Blockchain: a game of tradeoffs

quantalysus (60)in #blockchain • 6 years ago

Everyone seems to have an opinion on which blockchain project is the best. On the Telegram channels I admin for I will hear statements such as:

"Ethereum is the best because the highest number of dapp projects launching ICOs"

"Neo is the best because it allows programmers to use their existing knowledge of programming language"

"Bitcoin is the best because it is the most secure"

Whichever way you lean, I think it's critical you understand the tradeoffs each of these projects have had to make and why each protocol may have a place in the new world. To understand what each blockchain is trying to do, we need to define what a blockchain is, what its goals are, and the underlying properties they maximize for. Let's first define what a blockchain is and why it may be needed.
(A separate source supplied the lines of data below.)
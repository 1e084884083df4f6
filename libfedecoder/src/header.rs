use super::bitfield::bits;
use super::constants::{EVENT_HEADER_WORDS, HEADER_SENTINEL};
use super::error::HeaderError;

/// The fixed four-word header leading every synchronous raw event block.
///
/// Word 0 carries the 0xFFFF sentinel and the block size in 128-bit units,
/// word 1 the dummy-word count and trigger/TDC fields, word 2 the 24-bit
/// event counter and word 3 the bunch-crossing id.
#[derive(Debug, Clone, PartialEq, Eq)]
pub struct EventHeader {
    /// Block size converted to 32-bit words.
    pub block_size_words: usize,
    /// Trailing padding words to exclude from the body.
    pub dummy_words: usize,
    pub external_trigger_id: u16,
    pub tdc: u8,
    pub event_count: u32,
    pub bunch_id: u32,
}

impl EventHeader {
    /// Parse and fully validate the header.
    ///
    /// A bad sentinel means the buffer boundaries cannot be trusted at all
    /// and the event must be dropped. A size mismatch is typed separately so
    /// the decoders can keep the legacy best-effort policy (see
    /// [parse_lenient](Self::parse_lenient)).
    pub fn parse(words: &[u32]) -> Result<Self, HeaderError> {
        if words.len() < EVENT_HEADER_WORDS {
            return Err(HeaderError::TooShort(words.len()));
        }
        let sentinel = bits(words[0], 16, 16) as u16;
        if sentinel != HEADER_SENTINEL {
            return Err(HeaderError::BadSentinel {
                word: words[0],
                got: sentinel,
            });
        }
        let header = Self {
            block_size_words: bits(words[0], 0, 16) as usize * 4,
            dummy_words: bits(words[1], 0, 8) as usize * 4,
            external_trigger_id: bits(words[1], 16, 15) as u16,
            tdc: bits(words[1], 24, 8) as u8,
            event_count: bits(words[2], 0, 24),
            bunch_id: words[3],
        };
        if header.block_size_words != words.len() {
            return Err(HeaderError::SizeMismatch {
                expected: header.block_size_words,
                actual: words.len(),
            });
        }
        Ok(header)
    }

    /// Parse, logging a size mismatch instead of failing on it.
    ///
    /// The firmware occasionally pads the final DMA transfer, so the legacy
    /// system treats a size mismatch as a warning and decodes best-effort.
    /// Sentinel and length failures still abort the event.
    pub fn parse_lenient(words: &[u32]) -> Result<Self, HeaderError> {
        match Self::parse(words) {
            Ok(header) => Ok(header),
            Err(HeaderError::SizeMismatch { expected, actual }) => {
                spdlog::error!(
                    "Block size in header says {} words but the buffer holds {}; decoding best-effort",
                    expected,
                    actual
                );
                // re-read the fields without the size check
                Ok(Self {
                    block_size_words: bits(words[0], 0, 16) as usize * 4,
                    dummy_words: bits(words[1], 0, 8) as usize * 4,
                    external_trigger_id: bits(words[1], 16, 15) as u16,
                    tdc: bits(words[1], 24, 8) as u8,
                    event_count: bits(words[2], 0, 24),
                    bunch_id: words[3],
                })
            }
            Err(other) => Err(other),
        }
    }

    /// First word of the event body.
    pub fn body_offset(&self) -> usize {
        EVENT_HEADER_WORDS
    }
}

#[cfg(test)]
mod tests {
    use super::*;

    fn buffer_with_header(len: usize) -> Vec<u32> {
        let mut words = vec![0u32; len];
        words[0] = 0xFFFF_0000 | (len as u32 / 4);
        words[1] = 0x0000_0000;
        words[2] = 0x0000_002A;
        words[3] = 0x0000_0BC1;
        words
    }

    #[test]
    fn test_block_size_matches_buffer() {
        // header word 0xFFFF_0008: sentinel plus block size 8x4 = 32 words
        let words = buffer_with_header(32);
        assert_eq!(words[0], 0xFFFF_0008);
        let header = EventHeader::parse(&words).unwrap();
        assert_eq!(header.block_size_words, 32);
        assert_eq!(header.event_count, 0x2A);
        assert_eq!(header.bunch_id, 0xBC1);
    }

    #[test]
    fn test_size_mismatch_is_raised() {
        let mut words = buffer_with_header(32);
        words.truncate(31);
        match EventHeader::parse(&words) {
            Err(HeaderError::SizeMismatch {
                expected: 32,
                actual: 31,
            }) => (),
            other => panic!("expected SizeMismatch, got {other:?}"),
        }
        // the lenient path still yields a usable header
        let header = EventHeader::parse_lenient(&words).unwrap();
        assert_eq!(header.block_size_words, 32);
    }

    #[test]
    fn test_bad_sentinel() {
        let mut words = buffer_with_header(8);
        words[0] = 0xBEEF_0002;
        match EventHeader::parse(&words) {
            Err(HeaderError::BadSentinel { got: 0xBEEF, .. }) => (),
            other => panic!("expected BadSentinel, got {other:?}"),
        }
        assert!(EventHeader::parse_lenient(&words).is_err());
    }

    #[test]
    fn test_short_buffer() {
        assert_eq!(
            EventHeader::parse(&[0xFFFF_0001, 0]),
            Err(HeaderError::TooShort(2))
        );
    }
}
A blockchain is an incorruptible distributed ledger of transactions.

Blockchain attempts to create scalable trustless computing. Bitcoin in its current state is merely a trustless database. It does not provide any higher level running computation capability to run other applications. Ethereum then came along and innovated atop Bitcoin's learnings to enable smart contracts. With smart contracts, the blockchain moved from becoming a trustless database to a trustless computing network. But how to scale this computer to become the world's computer is the question. This is a modern day question of computer science in which the crypto projects you hear about every day are trying to solve.
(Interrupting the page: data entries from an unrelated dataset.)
//! Decoders for the asynchronous (un-triggered) MPA and SSA readouts.
//!
//! Bench setups without trigger logic dump one counter word per channel with
//! no framing at all: each chip owns a fixed-stride slice of the raw buffer
//! (1920 words for an MPA, 120 for an SSA), copied verbatim. A "hit" is a
//! non-zero counter, so the accessors hand back counts rather than a bitset.

use super::chip_map::ChipSlotMap;
use super::constants::{MPA_CHANNELS, SSA_CHANNELS};
use super::error::DecodeError;
use super::occupancy::{ChannelMask, OccupancySink};

/// Which chip flavour the counter dump came from.
#[derive(Debug, Clone, Copy, PartialEq, Eq)]
pub enum AsyncFlavour {
    Mpa,
    Ssa,
}

impl AsyncFlavour {
    /// Counter words (= channels) per chip.
    pub fn stride(&self) -> usize {
        match self {
            AsyncFlavour::Mpa => MPA_CHANNELS,
            AsyncFlavour::Ssa => SSA_CHANNELS,
        }
    }
}

/// One decoded asynchronous counter dump.
#[derive(Debug, Clone)]
pub struct AsyncEvent {
    flavour: AsyncFlavour,
    slots: ChipSlotMap,
    /// One counter vector per slot, stride words each.
    counters: Vec<Vec<u32>>,
}

impl AsyncEvent {
    pub fn new(
        flavour: AsyncFlavour,
        slots: &ChipSlotMap,
        words: &[u32],
    ) -> Result<Self, DecodeError> {
        let stride = flavour.stride();
        let needed = stride * slots.n_slots();
        if words.len() < needed {
            return Err(DecodeError::OutOfData {
                position: words.len(),
                needed: needed - words.len(),
                available: words.len(),
            });
        }
        let counters = (0..slots.n_slots())
            .map(|slot| words[slot * stride..(slot + 1) * stride].to_vec())
            .collect();
        Ok(Self {
            flavour,
            slots: slots.clone(),
            counters,
        })
    }

    pub fn flavour(&self) -> AsyncFlavour {
        self.flavour
    }

    fn counters_logged(&self, hybrid_id: u8, chip_id: u8) -> Option<&Vec<u32>> {
        match self.slots.slot(hybrid_id, chip_id) {
            Some(slot) => self.counters.get(slot),
            None => {
                spdlog::error!(
                    "No counter data for hybrid {} chip {} in this dump",
                    hybrid_id,
                    chip_id
                );
                None
            }
        }
    }

    /// Per-channel hit counters, indexed by channel.
    pub fn hits(&self, hybrid_id: u8, chip_id: u8) -> Vec<u32> {
        self.counters_logged(hybrid_id, chip_id)
            .cloned()
            .unwrap_or_default()
    }

    /// Sum of all channel counters.
    pub fn n_hits(&self, hybrid_id: u8, chip_id: u8) -> u32 {
        self.counters_logged(hybrid_id, chip_id)
            .map(|counters| counters.iter().sum())
            .unwrap_or(0)
    }

    pub fn fill_occupancy(&self, sink: &mut dyn OccupancySink, mask: &ChannelMask) {
        for (slot, counters) in self.counters.iter().enumerate() {
            let Some(coord) = self.slots.coord(slot) else {
                continue;
            };
            for (channel, count) in counters.iter().enumerate() {
                if *count > 0 && mask.is_enabled(channel as u32) {
                    sink.add(coord.hybrid_id, coord.chip_id, channel as u32, *count);
                }
            }
        }
    }
}

#[cfg(test)]
mod tests {
    use super::*;
    use super::super::chip_map::HybridLayout;

    fn two_chip_map() -> ChipSlotMap {
        ChipSlotMap::from_topology(
            &[HybridLayout {
                id: 0,
                chip_ids: vec![0, 1],
                has_concentrator: false,
            }],
            false,
        )
        .unwrap()
    }

    #[test]
    fn test_stride_slices_and_counts() {
        let map = two_chip_map();
        let mut words = vec![0u32; 2 * SSA_CHANNELS];
        words[5] = 3;
        words[119] = 1;
        words[SSA_CHANNELS + 10] = 7;
        let event = AsyncEvent::new(AsyncFlavour::Ssa, &map, &words).unwrap();
        assert_eq!(event.n_hits(0, 0), 4);
        assert_eq!(event.n_hits(0, 1), 7);
        assert_eq!(event.hits(0, 0)[5], 3);
        assert_eq!(event.hits(0, 1)[10], 7);
    }

    #[test]
    fn test_short_dump_is_rejected() {
        let map = two_chip_map();
        let words = vec![0u32; SSA_CHANNELS];
        assert!(matches!(
            AsyncEvent::new(AsyncFlavour::Ssa, &map, &words),
            Err(DecodeError::OutOfData { .. })
        ));
    }

    #[test]
    fn test_occupancy_uses_counter_weights() {
        struct Total(u32);
        impl OccupancySink for Total {
            fn add(&mut self, _h: u8, _c: u8, _channel: u32, count: u32) {
                self.0 += count;
            }
        }
        let map = two_chip_map();
        let mut words = vec![0u32; 2 * SSA_CHANNELS];
        words[0] = 2;
        words[1] = 5;
        let event = AsyncEvent::new(AsyncFlavour::Ssa, &map, &words).unwrap();
        let mask = ChannelMask::from_channels(SSA_CHANNELS, &[1]);
        let mut sink = Total(0);
        event.fill_occupancy(&mut sink, &mask);
        assert_eq!(sink.0, 5);
    }
}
In a true trustless system, we would not need a third party to identify a transaction as valid. Today's financial, legal, and judicial institutions require third parties to provide trust. The most common example mentioned in crypto conversations is the payments process. In traditional finance, a trusted third party payment processor validates a transaction between a retailer and purchaser. The third party verifies the buyer has sufficient funds to purchase an item. In a trustless system, the retailer would simply wait for purchase verification from the entire blockchain network and the buyer could walk out the door with their goods. No third party needed.
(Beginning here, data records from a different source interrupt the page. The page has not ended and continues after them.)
//! Decoder for the SSA (strip-sensor) readout format.
//!
//! Framing discipline is fixed-stride: every chip owns twelve words after the
//! event header, and the chip is addressed by the hybrid byte and chip nibble
//! of its own sub-packet header rather than by topology order. Hits are a
//! dense 120-channel bitstream; the format carries no stubs and no pipeline
//! address, but it does report eight cluster-address bytes used by the
//! trigger path.

use super::bitfield::{bits, channel_bit};
use super::chip_map::ChipSlotMap;
use super::constants::*;
use super::error::DecodeError;
use super::header::EventHeader;
use super::occupancy::{ChannelMask, OccupancySink};
use super::records::HitSet;

/// Word offsets inside one chip's 12-word stride.
const HIT_WORDS: usize = 4;
const COUNTER_WORD: usize = 2;
const CLUSTER_WORD: usize = 9;

/// Decoded state of one SSA chip for one trigger.
#[derive(Debug, Clone, PartialEq, Eq)]
pub struct SsaChipRecord {
    /// The chip's 12-word stride, verbatim.
    pub raw: Vec<u32>,
    pub l1_counter: u8,
    pub error: u8,
    pub hits: HitSet,
    /// Cluster-address bytes computed on-chip for the trigger path; a zero
    /// byte is an empty slot.
    pub cluster_addresses: Vec<u8>,
}

impl SsaChipRecord {
    fn from_raw(raw: Vec<u32>) -> Self {
        let mut hits = HitSet::new(SSA_CHANNELS);
        for channel in 0..SSA_CHANNELS {
            if channel_bit(&raw, HIT_WORDS, channel) {
                hits.set(channel);
            }
        }
        let mut cluster_addresses = Vec::new();
        for index in 0..8u32 {
            let word = raw.get(CLUSTER_WORD + (index / 4) as usize).copied().unwrap_or(0);
            let address = bits(word, (index % 4) * 8, 8) as u8;
            if address != 0 {
                cluster_addresses.push(address);
            }
        }
        Self {
            l1_counter: bits(raw.get(COUNTER_WORD).copied().unwrap_or(0), 16, 4) as u8,
            error: bits(raw.get(CLUSTER_WORD).copied().unwrap_or(0), 24, 4) as u8,
            hits,
            cluster_addresses,
            raw,
        }
    }
}

/// One decoded SSA trigger.
#[derive(Debug, Clone)]
pub struct SsaEvent {
    header: EventHeader,
    slots: ChipSlotMap,
    records: Vec<Option<SsaChipRecord>>,
}

impl SsaEvent {
    pub fn new(slots: &ChipSlotMap, words: &[u32]) -> Result<Self, DecodeError> {
        let header = EventHeader::parse_lenient(words)?;
        let mut records = vec![None; slots.n_slots()];

        for index in 0..slots.n_slots() {
            let offset = EVENT_HEADER_WORDS + index * SSA_STRIDE_WORDS;
            if offset + SSA_STRIDE_WORDS > words.len() {
                return Err(DecodeError::OutOfData {
                    position: offset,
                    needed: SSA_STRIDE_WORDS,
                    available: words.len(),
                });
            }
            let stride = &words[offset..offset + SSA_STRIDE_WORDS];
            // chip-local addressing from the sub-packet's own header word
            let hybrid_id = bits(stride[0], 16, 8) as u8;
            let chip_id = bits(stride[0], 12, 4) as u8;
            match slots.slot(hybrid_id, chip_id) {
                Some(slot) => records[slot] = Some(SsaChipRecord::from_raw(stride.to_vec())),
                None => spdlog::error!(
                    "SSA sub-packet stamped for unknown hybrid {} chip {}; skipping it",
                    hybrid_id,
                    chip_id
                ),
            }
        }
        Ok(Self {
            header,
            slots: slots.clone(),
            records,
        })
    }

    pub fn header(&self) -> &EventHeader {
        &self.header
    }

    pub fn record(&self, hybrid_id: u8, chip_id: u8) -> Option<&SsaChipRecord> {
        let slot = self.slots.slot(hybrid_id, chip_id)?;
        self.records[slot].as_ref()
    }

    fn record_logged(&self, hybrid_id: u8, chip_id: u8) -> Option<&SsaChipRecord> {
        let record = self.record(hybrid_id, chip_id);
        if record.is_none() {
            spdlog::error!(
                "No decoded record for hybrid {} chip {} in this event",
                hybrid_id,
                chip_id
            );
        }
        record
    }

    pub fn hits(&self, hybrid_id: u8, chip_id: u8) -> Vec<u32> {
        self.record_logged(hybrid_id, chip_id)
            .map(|r| r.hits.channels())
            .unwrap_or_default()
    }

    pub fn n_hits(&self, hybrid_id: u8, chip_id: u8) -> u32 {
        self.record_logged(hybrid_id, chip_id)
            .map(|r| r.hits.count())
            .unwrap_or(0)
    }

    pub fn error(&self, hybrid_id: u8, chip_id: u8) -> u32 {
        self.record_logged(hybrid_id, chip_id)
            .map(|r| r.error as u32)
            .unwrap_or(0)
    }

    pub fn l1_id(&self, hybrid_id: u8, chip_id: u8) -> u32 {
        self.record_logged(hybrid_id, chip_id)
            .map(|r| r.l1_counter as u32)
            .unwrap_or(0)
    }

    pub fn cluster_addresses(&self, hybrid_id: u8, chip_id: u8) -> Vec<u8> {
        self.record_logged(hybrid_id, chip_id)
            .map(|r| r.cluster_addresses.clone())
            .unwrap_or_default()
    }

    pub fn fill_occupancy(&self, sink: &mut dyn OccupancySink, mask: &ChannelMask) {
        for (slot, record) in self.records.iter().enumerate() {
            let (Some(record), Some(coord)) = (record, self.slots.coord(slot)) else {
                continue;
            };
            for channel in record.hits.channels() {
                if mask.is_enabled(channel) {
                    sink.add(coord.hybrid_id, coord.chip_id, channel, 1);
                }
            }
        }
    }
}

#[cfg(test)]
mod tests {
    use super::*;
    use super::super::chip_map::HybridLayout;

    fn two_chip_map() -> ChipSlotMap {
        ChipSlotMap::from_topology(
            &[HybridLayout {
                id: 3,
                chip_ids: vec![0, 1],
                has_concentrator: false,
            }],
            false,
        )
        .unwrap()
    }

    /// 4 header words + two 12-word strides = 28 words.
    fn two_chip_buffer(channels: &[(usize, &[usize])]) -> Vec<u32> {
        let mut words = vec![0u32; 28];
        words[0] = 0xFFFF_0007;
        for (chip, hit_channels) in channels {
            let base = EVENT_HEADER_WORDS + chip * SSA_STRIDE_WORDS;
            words[base] = (3 << 16) | ((*chip as u32) << 12);
            words[base + COUNTER_WORD] = 0xA << 16;
            for channel in *hit_channels {
                words[base + HIT_WORDS + channel / 32] |= 1 << (31 - channel % 32);
            }
        }
        words
    }

    #[test]
    fn test_round_trip_known_channels() {
        let map = two_chip_map();
        let buffer = two_chip_buffer(&[(0, &[0, 64, 119]), (1, &[5])]);
        let event = SsaEvent::new(&map, &buffer).unwrap();
        assert_eq!(event.hits(3, 0), vec![0, 64, 119]);
        assert_eq!(event.hits(3, 1), vec![5]);
        assert_eq!(event.n_hits(3, 0), 3);
        assert_eq!(event.l1_id(3, 0), 0xA);
    }

    #[test]
    fn test_last_word_padding_is_not_a_channel() {
        let map = two_chip_map();
        let mut buffer = two_chip_buffer(&[(0, &[]), (1, &[])]);
        // the low byte of the fourth hit word pads 120 channels to 128 bits
        buffer[EVENT_HEADER_WORDS + HIT_WORDS + 3] |= 0xFF;
        let event = SsaEvent::new(&map, &buffer).unwrap();
        assert_eq!(event.n_hits(3, 0), 0);
    }

    #[test]
    fn test_cluster_addresses_and_error() {
        let map = two_chip_map();
        let mut buffer = two_chip_buffer(&[(0, &[]), (1, &[])]);
        let base = EVENT_HEADER_WORDS;
        buffer[base + CLUSTER_WORD] = 0x0200_2A07; // error 0x2, addresses 0x2A, 0x07
        buffer[base + CLUSTER_WORD + 1] = 0x0000_0063;
        let event = SsaEvent::new(&map, &buffer).unwrap();
        // byte 3 of the first cluster word doubles as the error nibble on the
        // wire, so the 0x02 shows up in both views
        assert_eq!(event.cluster_addresses(3, 0), vec![0x07, 0x2A, 0x02, 0x63]);
        assert_eq!(event.error(3, 0), 0x2);
    }

    #[test]
    fn test_truncated_stride_is_out_of_data() {
        let map = two_chip_map();
        let buffer = vec![0xFFFF_0004, 0, 0, 0, 0, 0];
        assert!(matches!(
            SsaEvent::new(&map, &buffer),
            Err(DecodeError::OutOfData { .. })
        ));
    }
}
While this trustless nirvana sounds great on paper, we must be prepared that it may never fully happen. Crypto projects around the world are actively working on solutions for trustless computing. Before blockchain, cryptography was modern computing's greatest asset in approaching true trustlessness. But even here, modern cryptographic techniques do not fully guarantee security. The best they can do is afford insanely high probabilities of protection against malicious actors. Case in point, numerous high profile attacks successfully penetrated security systems against well funded companies such as Target, Sony, EquiFax. We need to develop stronger cryptography or other solution approaches such as blockchain.

Trust comes at a cost

In high functioning societies we rely on third party institutions to carry out the rule of law, legislate new policies, and participate in a market economy. The level of resources needed to create and maintain these institutions is enormous. Judges, policemen, politicians, businesses, and many other professions represent the human capital and financial resources to maximize trust in these systems. In a digitized world, a blockchain could potentially lower many of these costs substantially or eliminate them altogether. I'm not proposing a silly statement that judges or policemen would be replaced by a blockchain. But certainly there are institutions ripe for disruption.

"It is a profoundly erroneous truism, repeated by all copy-books and by eminent people when they are making speeches, that we should cultivate the habit of thinking what we are doing. The precise opposite is the case. Civilization advances by extending the number of important operations which we can perform without thinking about them." ~Alfred North Whitehead, philosopher and mathematician

Bitcoin enters the stage

In 2009, an individual under the pseudonym Satoshi Nakomoto published a paper called Bitcoin: a peer-to-peer electronic cash system. Several ideas had been formulated for peer to peer cash systems in the past, but Bitcoin was unique in that it turned traditional payment processing systems on its head. Rather than emulate payment processors such as Visa or Mastercard with high transaction throughput, Bitcoin was intentionally designed to be a much slower, inefficient system. At first glance that seems absolutely unusable. In this post I will look into why Bitcoin did so. But in order to understand why, we need to introduce a framework to understand these tradeoffs.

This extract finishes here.